Even if phytoplankton numbers surge dramatically, the water may not change color if they remain widely dispersed. However, when the volume density of red tide organisms exceeds 3ppm, the color change becomes pronounced enough to be visible to the naked eye. When red tide organisms concentrate intensely, the ocean’s red hue deepens, evolving beyond a mere biological phenomenon into an environmental issue.
So how does a red tide occur? While several theories exist, they commonly cite adequate sunlight, water temperature, and eutrophication as the causes. Since phytoplankton obtain energy through photosynthesis, their numbers surge rapidly in waters where photosynthesis is active. These conditions naturally align most frequently in spring and summer, with water temperatures between 15°C and 25°C being optimal for red tide organisms’ growth. While red tides can occur as part of natural cycles, human activities are identified as the primary factor increasing their frequency.
Just as we fertilize plants to promote growth, eutrophication in the ocean supplies excessive nutrients to red tide organisms like phytoplankton. While eutrophication can occur naturally, it is primarily caused by increased levels of nitrates and phosphates in the ocean due to waste from human activities. This eutrophication acts as a key factor, making red tides more frequent and intense.
When a red tide occurs, it causes various damages. Mass mortality of aquatic organisms is one of the most significant impacts. When harmful algal blooms proliferate excessively, dissolved oxygen levels decrease, causing aquatic life like fish to suffocate or suffer direct harm from toxic blooms.

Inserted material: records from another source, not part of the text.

//! Adapters: concrete implementations of the hexagonal port traits.
//!
//! | Adapter        | Implements         | Connects to                  |
//! |----------------|--------------------|------------------------------|
//! | `hardware`     | ActuatorBus        | MCP23017 relay expander      |
//! | `eeprom_store` | SettingsStore      | AT24C32 EEPROM               |
//! | `time`         | ClockSource        | DS3231 RTC                   |
//! | `log_sink`     | WateringLogger     | Serial log output + history  |
//! | `device_id`    |                    | Factory MAC (eFuse)          |
//! | `sim_i2c`      | `embedded_hal` I2c | In-memory devices (host)     |

pub mod device_id;
pub mod eeprom_store;
pub mod hardware;
pub mod log_sink;
#[cfg(not(target_os = "espidf"))]
pub mod sim_i2c;
pub mod time;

Algae like Cochlodinium, in particular, can secrete mucus substances that clog fish gills, hindering respiration, or release toxic substances that paralyze nerves, leading to death. This damage extends beyond simple fish mortality, adversely affecting the entire ecosystem.
Furthermore, red tides are lethal to aquatic plants. When red tide organisms cover the water surface, sunlight cannot penetrate the water, inhibiting photosynthesis in aquatic plants and ultimately leading to their death. This acts as a significant factor disrupting the ecosystem balance and can cause the long-term collapse of marine ecosystems.
To mitigate the damage caused by red tide phenomena, a red tide warning system must be implemented, and practical prevention measures must be established. Through the red tide warning system, farmed fish can be moved to safe areas in advance to minimize damage, or the growth of red tide organisms can be suppressed by installing shade nets. However, these methods are only temporary countermeasures and cannot serve as fundamental solutions.
Therefore, to fundamentally prevent red tide phenomena, regulation of human activities is necessary. It is necessary to regulate nitrogen and phosphorus emissions and prevent excessive nutrient supply through dredging of sediment. Furthermore, improvements to sewage treatment facilities and manure processing facilities must prevent organic matter and heavy metals from entering the sea. These measures will not only prevent red tides but also play a crucial role in restoring marine ecosystems and protecting the global environment.
This blog post examined the causes of red tide, its damage, and prevention strategies. Appropriate quantities of red tide organisms serve as prey for predators in the ecosystem and are themselves part of the cycle. However, excessive amounts collapse ecosystems and disrupt the ocean’s balance. We must recognize that red tide is not merely a natural phenomenon but a problem caused by human activity. If we dedicate our efforts to preventing red tides, the ocean will once again return its blue light to us.